_Extracted material:_
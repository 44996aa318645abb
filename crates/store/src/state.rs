//! Full snapshot state of a store module.

use std::collections::HashMap;

use serde::{Deserialize, Serialize};
use sluice_primitives::{StoreSpec, UpdatePolicy};

use crate::delta::PartialSegment;
use crate::errors::StoreResult;
use crate::value;

/// Read access to a store, as exposed to downstream module executions.
pub trait StoreRead: Send + Sync {
    fn name(&self) -> &str;
    fn get(&self, key: &str) -> Option<Vec<u8>>;
}

/// The full `{key -> value}` state of a store module at some block boundary.
#[derive(Clone, Debug, Eq, PartialEq, Serialize, Deserialize)]
pub struct StoreState {
    name: String,
    spec: StoreSpec,
    kv: HashMap<String, Vec<u8>>,
}

impl StoreState {
    pub fn new(name: impl Into<String>, spec: StoreSpec) -> Self {
        Self {
            name: name.into(),
            spec,
            kv: HashMap::new(),
        }
    }

    pub fn spec(&self) -> &StoreSpec {
        &self.spec
    }

    pub fn len(&self) -> usize {
        self.kv.len()
    }

    pub fn is_empty(&self) -> bool {
        self.kv.is_empty()
    }

    pub fn iter(&self) -> impl Iterator<Item = (&str, &[u8])> {
        self.kv.iter().map(|(k, v)| (k.as_str(), v.as_slice()))
    }

    pub(crate) fn into_kv(self) -> HashMap<String, Vec<u8>> {
        self.kv
    }

    /// Squashes a partial segment onto this snapshot, folding each delta in
    /// under the store's update policy.  Applying the partials of consecutive
    /// segments in order yields the same state as executing the module over
    /// the combined range.
    pub fn apply_partial(&mut self, partial: &PartialSegment) -> StoreResult<()> {
        let value_type = self.spec.value_type;
        for (key, delta) in partial.kv() {
            match self.spec.update_policy {
                UpdatePolicy::Set => {
                    self.kv.insert(key.clone(), delta.clone());
                }
                UpdatePolicy::SetIfNotExists => {
                    self.kv.entry(key.clone()).or_insert_with(|| delta.clone());
                }
                UpdatePolicy::Append => {
                    self.kv
                        .entry(key.clone())
                        .or_default()
                        .extend_from_slice(delta);
                }
                UpdatePolicy::Add => {
                    let merged = match self.kv.get(key) {
                        Some(old) => value::add(value_type, old, delta)?,
                        None => delta.clone(),
                    };
                    self.kv.insert(key.clone(), merged);
                }
                UpdatePolicy::Min => {
                    let merged = match self.kv.get(key) {
                        Some(old) => value::min_of(value_type, old, delta)?,
                        None => delta.clone(),
                    };
                    self.kv.insert(key.clone(), merged);
                }
                UpdatePolicy::Max => {
                    let merged = match self.kv.get(key) {
                        Some(old) => value::max_of(value_type, old, delta)?,
                        None => delta.clone(),
                    };
                    self.kv.insert(key.clone(), merged);
                }
            }
        }
        Ok(())
    }
}

impl StoreRead for StoreState {
    fn name(&self) -> &str {
        &self.name
    }

    fn get(&self, key: &str) -> Option<Vec<u8>> {
        self.kv.get(key).cloned()
    }
}
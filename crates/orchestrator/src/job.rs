//! Backfill jobs.

use std::fmt;
use std::sync::Arc;

use sluice_primitives::{BlockRange, ModuleDef};

/// One `(store, block)` snapshot a job needs before it may run.
#[derive(Clone, Debug, Eq, PartialEq, Hash)]
pub struct StoreDep {
    pub store_name: String,
    pub block: u64,
}

impl StoreDep {
    pub fn new(store_name: impl Into<String>, block: u64) -> Self {
        Self {
            store_name: store_name.into(),
            block,
        }
    }
}

/// An immutable unit of backfill work: run one store module over one
/// save-aligned segment.
#[derive(Clone, Debug)]
pub struct Job {
    pub module_name: String,
    pub range: BlockRange,
    /// Snapshots that must exist before dispatch.
    pub deps: Vec<StoreDep>,
    /// Position of the module in the graph's topological order; earlier
    /// modules dispatch first among ready jobs.
    pub topo_rank: usize,
}

impl Job {
    /// Builds the request handed to a worker: the job's own scope plus the
    /// module set of the upstream user request.
    pub fn create_request(&self, request_modules: &Arc<Vec<ModuleDef>>) -> WorkRequest {
        WorkRequest {
            output_module: self.module_name.clone(),
            range: self.range,
            modules: request_modules.clone(),
        }
    }
}

impl fmt::Display for Job {
    fn fmt(&self, f: &mut fmt::Formatter<'_>) -> fmt::Result {
        write!(f, "job {} {}", self.module_name, self.range)
    }
}

/// Scheduler-side lifecycle of a job.  Terminal states are absorbing.
#[derive(Copy, Clone, Debug, Eq, PartialEq)]
pub enum JobState {
    /// Dependencies unmet.
    Pending,
    /// Borrowed by a worker.
    InFlight,
    Done,
    Failed,
}

impl JobState {
    pub fn is_terminal(&self) -> bool {
        matches!(self, JobState::Done | JobState::Failed)
    }
}

/// What a worker receives for one job.
#[derive(Clone, Debug)]
pub struct WorkRequest {
    pub output_module: String,
    pub range: BlockRange,
    /// The full module set the user submitted.
    pub modules: Arc<Vec<ModuleDef>>,
}
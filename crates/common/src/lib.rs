//! # sluice-common
//!
//! Cross-cutting pieces shared by the sluice binaries and services.

pub mod logging;
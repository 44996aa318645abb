//! Block payloads as seen by the pipeline.

use serde::{Deserialize, Serialize};

/// One immutable block handed to module execution.
///
/// The pipeline does not interpret the payload; it is copied verbatim into
/// guest memory as the first argument of every module call.
#[derive(Clone, Debug, Eq, PartialEq, Serialize, Deserialize)]
pub struct Block {
    pub number: u64,
    pub payload: Vec<u8>,
}

impl Block {
    pub fn new(number: u64, payload: Vec<u8>) -> Self {
        Self { number, payload }
    }
}
//! Module content hashing.

use sha2::{Digest, Sha256};
use sluice_primitives::{ModuleDef, ModuleKind};

/// Computes the hex content hash of a module given the hashes of its direct
/// inputs (which already cover their own transitive inputs).
pub(crate) fn module_hash(module: &ModuleDef, input_hashes: &[&str]) -> String {
    let mut hasher = Sha256::new();

    hasher.update(module.name.as_bytes());
    match &module.kind {
        ModuleKind::Mapper => {
            hasher.update(b"mapper");
        }
        ModuleKind::Store(spec) => {
            hasher.update(b"store");
            hasher.update(spec.update_policy.as_str().as_bytes());
            hasher.update(spec.value_type.as_str().as_bytes());
        }
    }
    hasher.update(module.initial_block.to_be_bytes());
    hasher.update(module.entrypoint.as_bytes());
    hasher.update(&module.binary);
    for input_hash in input_hashes {
        hasher.update(input_hash.as_bytes());
    }

    hex::encode(hasher.finalize())
}
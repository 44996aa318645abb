use sluice_primitives::{BlockRange, ValueType};
use thiserror::Error;

pub type StoreResult<T> = Result<T, StoreError>;

#[derive(Debug, Error)]
pub enum StoreError {
    #[error("invalid {value_type} value {value:?}")]
    InvalidValue { value_type: ValueType, value: String },

    #[error("operation {op:?} not supported for value type {value_type}")]
    UnsupportedValueType {
        op: &'static str,
        value_type: ValueType,
    },

    #[error("missing snapshot for module {module_hash} at block {block}")]
    MissingSnapshot { module_hash: String, block: u64 },

    #[error("missing partial for module {module_hash} over {range}")]
    MissingPartial {
        module_hash: String,
        range: BlockRange,
    },

    #[error("store backend error: {0}")]
    Backend(String),
}
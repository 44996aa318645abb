//! Arguments wired into one module call.

use std::sync::Arc;

use sluice_store::{DeltaStore, StoreRead};

/// One argument of a module entrypoint.
///
/// Values land in guest memory as `(ptr, len)` pairs, store readers as
/// integer handles assigned in registration order starting at 0, and the
/// writer output is not passed to the guest at all.
pub enum Argument {
    /// Raw bytes copied into the guest's linear memory.
    Value { name: String, value: Vec<u8> },

    /// A read-only upstream store, addressed by handle.
    StoreReader { store: Arc<dyn StoreRead> },

    /// The store this call writes to.  At most one per call.
    StoreWriter { store: DeltaStore },
}

impl Argument {
    pub fn value(name: impl Into<String>, value: Vec<u8>) -> Self {
        Argument::Value {
            name: name.into(),
            value,
        }
    }

    pub fn store_reader(store: Arc<dyn StoreRead>) -> Self {
        Argument::StoreReader { store }
    }

    pub fn store_writer(store: DeltaStore) -> Self {
        Argument::StoreWriter { store }
    }
}
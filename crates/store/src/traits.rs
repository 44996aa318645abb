//! Persistence seams for store segments.
//!
//! The physical backend (object store, local disk, ...) lives behind these
//! traits; the orchestration core only ever sees snapshots and partials by
//! module hash.

use sluice_primitives::BlockRange;

use crate::delta::PartialSegment;
use crate::errors::StoreResult;
use crate::file::FileInfo;
use crate::state::StoreState;

/// Read-only view of which consolidated snapshots exist.
pub trait SnapshotCatalog: Send + Sync {
    /// Blocks with a consolidated snapshot for the module hash, ascending.
    fn snapshot_blocks(&self, module_hash: &str) -> StoreResult<Vec<u64>>;

    fn has_snapshot(&self, module_hash: &str, block: u64) -> StoreResult<bool> {
        Ok(self.snapshot_blocks(module_hash)?.contains(&block))
    }
}

/// Full segment-file access for workers and the squasher.
pub trait SegmentIo: SnapshotCatalog {
    fn load_snapshot(&self, module_hash: &str, block: u64) -> StoreResult<Option<StoreState>>;

    fn write_snapshot(
        &self,
        module_hash: &str,
        block: u64,
        state: &StoreState,
    ) -> StoreResult<FileInfo>;

    fn load_partial(
        &self,
        module_hash: &str,
        range: BlockRange,
    ) -> StoreResult<Option<PartialSegment>>;

    fn write_partial(&self, module_hash: &str, partial: &PartialSegment) -> StoreResult<FileInfo>;

    /// Removes a partial that has been squashed into a snapshot.  Deleting a
    /// missing partial is not an error.
    fn delete_partial(&self, module_hash: &str, range: BlockRange) -> StoreResult<()>;
}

_What you will do:_ Copy out every line in the entries above that holds "Option".

_Output for this task:_
    fn get(&self, key: &str) -> Option<Vec<u8>>;
    fn get(&self, key: &str) -> Option<Vec<u8>> {
    fn load_snapshot(&self, module_hash: &str, block: u64) -> StoreResult<Option<StoreState>>;
    ) -> StoreResult<Option<PartialSegment>>;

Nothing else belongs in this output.